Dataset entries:
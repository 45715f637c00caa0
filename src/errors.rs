use std::fmt;

use thiserror::Error;

/// Boxed cause carried by queue failures.
pub type BoxError = Box<dyn std::error::Error + Send + Sync + 'static>;

/// Faults raised by the host channel itself.
#[derive(Debug, Error)]
pub enum ChannelError {
    #[error("Failed to begin channel transaction: {0}")]
    Begin(String),

    #[error("Failed to take event from channel: {0}")]
    Take(String),

    #[error("Failed to commit channel transaction: {0}")]
    Commit(String),

    #[error("Failed to roll back channel transaction: {0}")]
    Rollback(String),

    #[error("Channel is full ({0} events)")]
    Full(usize),
}

/// Which side of the queue call failed.
#[derive(Debug, Clone, Copy, PartialEq, Eq)]
pub enum FailureKind {
    /// The queue service received the request and rejected it.
    Service,
    /// The request never completed: dispatch, timeout, or an unreadable response.
    Transport,
}

impl fmt::Display for FailureKind {
    fn fmt(&self, f: &mut fmt::Formatter<'_>) -> fmt::Result {
        match self {
            FailureKind::Service => f.write_str("service"),
            FailureKind::Transport => f.write_str("transport"),
        }
    }
}

/// Failure returned by a [`QueueClient`](crate::clients::QueueClient) send.
#[derive(Debug, Error)]
pub enum SendError {
    #[error("SQS rejected the request: {source}")]
    Service {
        code: Option<String>,
        #[source]
        source: BoxError,
    },

    #[error("SQS request did not complete: {source}")]
    Transport {
        #[source]
        source: BoxError,
    },
}

impl SendError {
    #[must_use]
    pub fn kind(&self) -> FailureKind {
        match self {
            SendError::Service { .. } => FailureKind::Service,
            SendError::Transport { .. } => FailureKind::Transport,
        }
    }

    /// Service error code (e.g. `InvalidMessageContents`) when the queue reported one.
    #[must_use]
    pub fn code(&self) -> Option<&str> {
        match self {
            SendError::Service { code, .. } => code.as_deref(),
            SendError::Transport { .. } => None,
        }
    }
}

/// Error surfaced by [`EventSender::transfer_once`](crate::sink::EventSender::transfer_once).
///
/// Service and transport failures both collapse into `DeliveryFailed`; the
/// original category stays reachable through [`SinkError::failure_kind`].
#[derive(Debug, Error)]
pub enum SinkError {
    #[error("Failed to deliver event to SQS: {0}")]
    DeliveryFailed(#[source] SendError),

    #[error("Channel failure: {0}")]
    Channel(#[from] ChannelError),
}

impl SinkError {
    #[must_use]
    pub fn failure_kind(&self) -> Option<FailureKind> {
        match self {
            SinkError::DeliveryFailed(cause) => Some(cause.kind()),
            SinkError::Channel(_) => None,
        }
    }

    /// Whether a later cycle can be expected to succeed. When this returns
    /// true the transaction was rolled back, or a rollback was attempted.
    #[must_use]
    pub fn is_retryable(&self) -> bool {
        matches!(self, SinkError::DeliveryFailed(_))
    }
}

#[derive(Debug, Error)]
pub enum ConfigError {
    #[error("Missing required setting: {0}")]
    Missing(&'static str),

    #[error("Invalid value for {key}: {value}")]
    Invalid { key: &'static str, value: String },
}
//! Credential selection for the SQS client.

use aws_credential_types::Credentials;

const PROVIDER_NAME: &str = "SqsBridgeConfig";

/// Credentials to build the queue client with, chosen once per client.
#[derive(Clone, PartialEq, Eq)]
pub enum AwsCredentials {
    /// Temporary credentials: key pair plus session token.
    Session {
        access_key: String,
        secret_key: String,
        session_token: String,
    },
    /// Long-lived key pair.
    Static {
        access_key: String,
        secret_key: String,
    },
    /// Nothing explicit was configured; the SDK default provider chain resolves credentials.
    DefaultChain,
}

fn present(value: Option<&str>) -> Option<&str> {
    value.filter(|v| !v.trim().is_empty())
}

impl AwsCredentials {
    /// Picks the credential variant from the configured values.
    ///
    /// All three present selects `Session`, a key pair alone selects `Static`,
    /// and anything else falls back to `DefaultChain`. Blank values count as absent.
    #[must_use]
    pub fn select(
        access_key: Option<&str>,
        secret_key: Option<&str>,
        session_token: Option<&str>,
    ) -> Self {
        match (
            present(access_key),
            present(secret_key),
            present(session_token),
        ) {
            (Some(access_key), Some(secret_key), Some(session_token)) => AwsCredentials::Session {
                access_key: access_key.to_string(),
                secret_key: secret_key.to_string(),
                session_token: session_token.to_string(),
            },
            (Some(access_key), Some(secret_key), None) => AwsCredentials::Static {
                access_key: access_key.to_string(),
                secret_key: secret_key.to_string(),
            },
            _ => AwsCredentials::DefaultChain,
        }
    }

    #[must_use]
    pub fn variant_name(&self) -> &'static str {
        match self {
            AwsCredentials::Session { .. } => "session",
            AwsCredentials::Static { .. } => "static",
            AwsCredentials::DefaultChain => "default-chain",
        }
    }

    /// Explicit SDK credentials, or `None` for the default chain.
    #[must_use]
    pub fn to_sdk_credentials(&self) -> Option<Credentials> {
        match self {
            AwsCredentials::Session {
                access_key,
                secret_key,
                session_token,
            } => Some(Credentials::new(
                access_key,
                secret_key,
                Some(session_token.clone()),
                None,
                PROVIDER_NAME,
            )),
            AwsCredentials::Static {
                access_key,
                secret_key,
            } => Some(Credentials::new(
                access_key,
                secret_key,
                None,
                None,
                PROVIDER_NAME,
            )),
            AwsCredentials::DefaultChain => None,
        }
    }
}

impl std::fmt::Debug for AwsCredentials {
    fn fmt(&self, f: &mut std::fmt::Formatter<'_>) -> std::fmt::Result {
        match self {
            AwsCredentials::Session { access_key, .. } => f
                .debug_struct("Session")
                .field("access_key", access_key)
                .field("secret_key", &"***")
                .field("session_token", &"***")
                .finish(),
            AwsCredentials::Static { access_key, .. } => f
                .debug_struct("Static")
                .field("access_key", access_key)
                .field("secret_key", &"***")
                .finish(),
            AwsCredentials::DefaultChain => f.write_str("DefaultChain"),
        }
    }
}
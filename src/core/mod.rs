//! Configuration and the data carried through a transfer cycle.

pub mod config;
pub mod models;
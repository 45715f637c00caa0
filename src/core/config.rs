use std::collections::HashMap;
use std::env;

use crate::errors::ConfigError;

pub const QUEUE_URL_KEY: &str = "queueUrl";
pub const REGION_KEY: &str = "region";
pub const AWS_ACCESS_KEY_KEY: &str = "awsAccessKey";
pub const AWS_SECRET_KEY_KEY: &str = "awsSecretKey";
pub const AWS_SESSION_TOKEN_KEY: &str = "awsSessionToken";
pub const WORKERS_KEY: &str = "workers";

const ENV_PREFIX: &str = "env.";

/// Resolves a configured value against the process environment.
///
/// `env.NAME` reads the environment variable `NAME`; any other value is
/// returned unchanged. Blank or absent values resolve to `None`.
#[must_use]
pub fn resolve(value: Option<&str>) -> Option<String> {
    resolve_with(value, |name| env::var(name).ok())
}

/// Same as [`resolve`], with the environment lookup supplied by the caller.
pub fn resolve_with<F>(value: Option<&str>, lookup: F) -> Option<String>
where
    F: Fn(&str) -> Option<String>,
{
    let value = value.filter(|v| !v.trim().is_empty())?;
    match value.strip_prefix(ENV_PREFIX) {
        Some(name) => lookup(name),
        None => Some(value.to_string()),
    }
}

#[derive(Clone)]
pub struct SinkConfig {
    pub queue_url: String,
    pub region: String,
    pub aws_access_key: Option<String>,
    pub aws_secret_key: Option<String>,
    pub aws_session_token: Option<String>,
    pub workers: usize,
}

// Credentials are masked so the config can be logged.
impl std::fmt::Debug for SinkConfig {
    fn fmt(&self, f: &mut std::fmt::Formatter<'_>) -> std::fmt::Result {
        let mask = |v: &Option<String>| v.as_ref().map(|_| "***");
        f.debug_struct("SinkConfig")
            .field("queue_url", &self.queue_url)
            .field("region", &self.region)
            .field("aws_access_key", &mask(&self.aws_access_key))
            .field("aws_secret_key", &mask(&self.aws_secret_key))
            .field("aws_session_token", &mask(&self.aws_session_token))
            .field("workers", &self.workers)
            .finish()
    }
}

impl SinkConfig {
    /// Builds the config from a key/value context, resolving `env.` references.
    ///
    /// # Errors
    ///
    /// Returns an error if `queueUrl` or `region` is missing, or `workers` is
    /// not a positive integer.
    pub fn from_context(context: &HashMap<String, String>) -> Result<Self, ConfigError> {
        Self::from_context_with(context, |name| env::var(name).ok())
    }

    /// # Errors
    ///
    /// See [`SinkConfig::from_context`].
    pub fn from_context_with<F>(
        context: &HashMap<String, String>,
        lookup: F,
    ) -> Result<Self, ConfigError>
    where
        F: Fn(&str) -> Option<String>,
    {
        let get = |key: &str| resolve_with(context.get(key).map(String::as_str), &lookup);

        let workers = match get(WORKERS_KEY) {
            None => 1,
            Some(raw) => match raw.trim().parse::<usize>() {
                Ok(n) if n > 0 => n,
                _ => {
                    return Err(ConfigError::Invalid {
                        key: WORKERS_KEY,
                        value: raw,
                    });
                }
            },
        };

        Ok(Self {
            queue_url: get(QUEUE_URL_KEY).ok_or(ConfigError::Missing(QUEUE_URL_KEY))?,
            region: get(REGION_KEY).ok_or(ConfigError::Missing(REGION_KEY))?,
            aws_access_key: get(AWS_ACCESS_KEY_KEY),
            aws_secret_key: get(AWS_SECRET_KEY_KEY),
            aws_session_token: get(AWS_SESSION_TOKEN_KEY),
            workers,
        })
    }

    /// Reads the bridge settings from `SQS_QUEUE_URL`, `SQS_REGION` (or
    /// `AWS_REGION`), `SQS_BRIDGE_WORKERS` and the `AWS_ACCESS_KEY`,
    /// `AWS_SECRET_KEY`, `AWS_SESSION_TOKEN` variables.
    ///
    /// # Errors
    ///
    /// See [`SinkConfig::from_context`].
    pub fn from_env() -> Result<Self, ConfigError> {
        Self::from_context(&env_context())
    }
}

fn env_context() -> HashMap<String, String> {
    let region = if env::var_os("SQS_REGION").is_some() {
        "env.SQS_REGION"
    } else {
        "env.AWS_REGION"
    };

    [
        (QUEUE_URL_KEY, "env.SQS_QUEUE_URL"),
        (REGION_KEY, region),
        (WORKERS_KEY, "env.SQS_BRIDGE_WORKERS"),
        (AWS_ACCESS_KEY_KEY, "env.AWS_ACCESS_KEY"),
        (AWS_SECRET_KEY_KEY, "env.AWS_SECRET_KEY"),
        (AWS_SESSION_TOKEN_KEY, "env.AWS_SESSION_TOKEN"),
    ]
    .into_iter()
    .map(|(k, v)| (k.to_string(), v.to_string()))
    .collect()
}
#![allow(dead_code)]

use std::collections::VecDeque;
use std::sync::Mutex;
use std::sync::atomic::{AtomicUsize, Ordering};

use async_trait::async_trait;
use sqs_bridge::channel::{Channel, Transaction};
use sqs_bridge::clients::QueueClient;
use sqs_bridge::core::models::{Event, SendReceipt};
use sqs_bridge::errors::{ChannelError, SendError};

pub const QUEUE_URL: &str = "https://some-fake/url";
pub const REGION: &str = "us-east-1";

/// Queue client that records every send and replays scripted outcomes.
/// Once the script runs out every send succeeds.
#[derive(Default)]
pub struct MockQueueClient {
    script: Mutex<VecDeque<Result<SendReceipt, SendError>>>,
    sent: Mutex<Vec<(String, String)>>,
}

impl MockQueueClient {
    pub fn new() -> Self {
        Self::default()
    }

    pub fn failing_with(error: SendError) -> Self {
        let client = Self::new();
        client.push_outcome(Err(error));
        client
    }

    pub fn push_outcome(&self, outcome: Result<SendReceipt, SendError>) {
        self.script.lock().unwrap().push_back(outcome);
    }

    pub fn sent(&self) -> Vec<(String, String)> {
        self.sent.lock().unwrap().clone()
    }

    pub fn send_count(&self) -> usize {
        self.sent.lock().unwrap().len()
    }
}

#[async_trait]
impl QueueClient for MockQueueClient {
    async fn send(&self, queue_url: &str, message_body: &str) -> Result<SendReceipt, SendError> {
        self.sent
            .lock()
            .unwrap()
            .push((queue_url.to_string(), message_body.to_string()));
        self.script.lock().unwrap().pop_front().unwrap_or_else(|| {
            Ok(SendReceipt {
                message_id: Some("mock-message-id".to_string()),
                md5_of_body: None,
            })
        })
    }
}

/// Queue client whose sends never complete.
pub struct HangingQueueClient;

#[async_trait]
impl QueueClient for HangingQueueClient {
    async fn send(&self, _queue_url: &str, _message_body: &str) -> Result<SendReceipt, SendError> {
        std::future::pending().await
    }
}

pub fn service_error() -> SendError {
    SendError::Service {
        code: Some("InvalidMessageContents".to_string()),
        source: "Mock service exception".into(),
    }
}

pub fn transport_error() -> SendError {
    SendError::Transport {
        source: "Mock client exception".into(),
    }
}

#[derive(Debug, Clone, Copy, PartialEq, Eq)]
pub enum FaultAt {
    Begin,
    Take,
    Commit,
    Rollback,
}

/// Single-event channel that fails at a chosen step.
pub struct FaultyChannel {
    fault: FaultAt,
    event: Option<Event>,
    pub rollbacks: AtomicUsize,
    pub commits: AtomicUsize,
}

impl FaultyChannel {
    pub fn new(fault: FaultAt, event: Option<Event>) -> Self {
        Self {
            fault,
            event,
            rollbacks: AtomicUsize::new(0),
            commits: AtomicUsize::new(0),
        }
    }

    pub fn rollback_count(&self) -> usize {
        self.rollbacks.load(Ordering::SeqCst)
    }

    pub fn commit_count(&self) -> usize {
        self.commits.load(Ordering::SeqCst)
    }
}

impl Channel for FaultyChannel {
    fn begin_transaction(&self) -> Result<Box<dyn Transaction + '_>, ChannelError> {
        if self.fault == FaultAt::Begin {
            return Err(ChannelError::Begin("mock begin failure".to_string()));
        }
        Ok(Box::new(FaultyTransaction { channel: self }))
    }
}

struct FaultyTransaction<'a> {
    channel: &'a FaultyChannel,
}

impl Transaction for FaultyTransaction<'_> {
    fn take(&mut self) -> Result<Option<Event>, ChannelError> {
        if self.channel.fault == FaultAt::Take {
            return Err(ChannelError::Take("mock take failure".to_string()));
        }
        Ok(self.channel.event.clone())
    }

    fn commit(&mut self) -> Result<(), ChannelError> {
        if self.channel.fault == FaultAt::Commit {
            return Err(ChannelError::Commit("mock commit failure".to_string()));
        }
        self.channel.commits.fetch_add(1, Ordering::SeqCst);
        Ok(())
    }

    fn rollback(&mut self) -> Result<(), ChannelError> {
        self.channel.rollbacks.fetch_add(1, Ordering::SeqCst);
        if self.channel.fault == FaultAt::Rollback {
            return Err(ChannelError::Rollback("mock rollback failure".to_string()));
        }
        Ok(())
    }
}
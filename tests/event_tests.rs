use sqs_bridge::core::models::Event;

#[test]
fn test_event_body_and_headers() {
    let event = Event::new("payload").with_header("host", "web-1");

    assert_eq!(event.body(), b"payload");
    assert_eq!(event.body_text(), "payload");
    assert_eq!(event.headers().get("host").map(String::as_str), Some("web-1"));
    assert!(!event.is_empty());
}

#[test]
fn test_empty_event() {
    let event = Event::new("");
    assert!(event.is_empty());
    assert_eq!(event.body_text(), "");
}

EXERCISE OBJECTIVE:
Your reply must consist solely of the number of lines in the data that contain the word "every".

REPLY:
2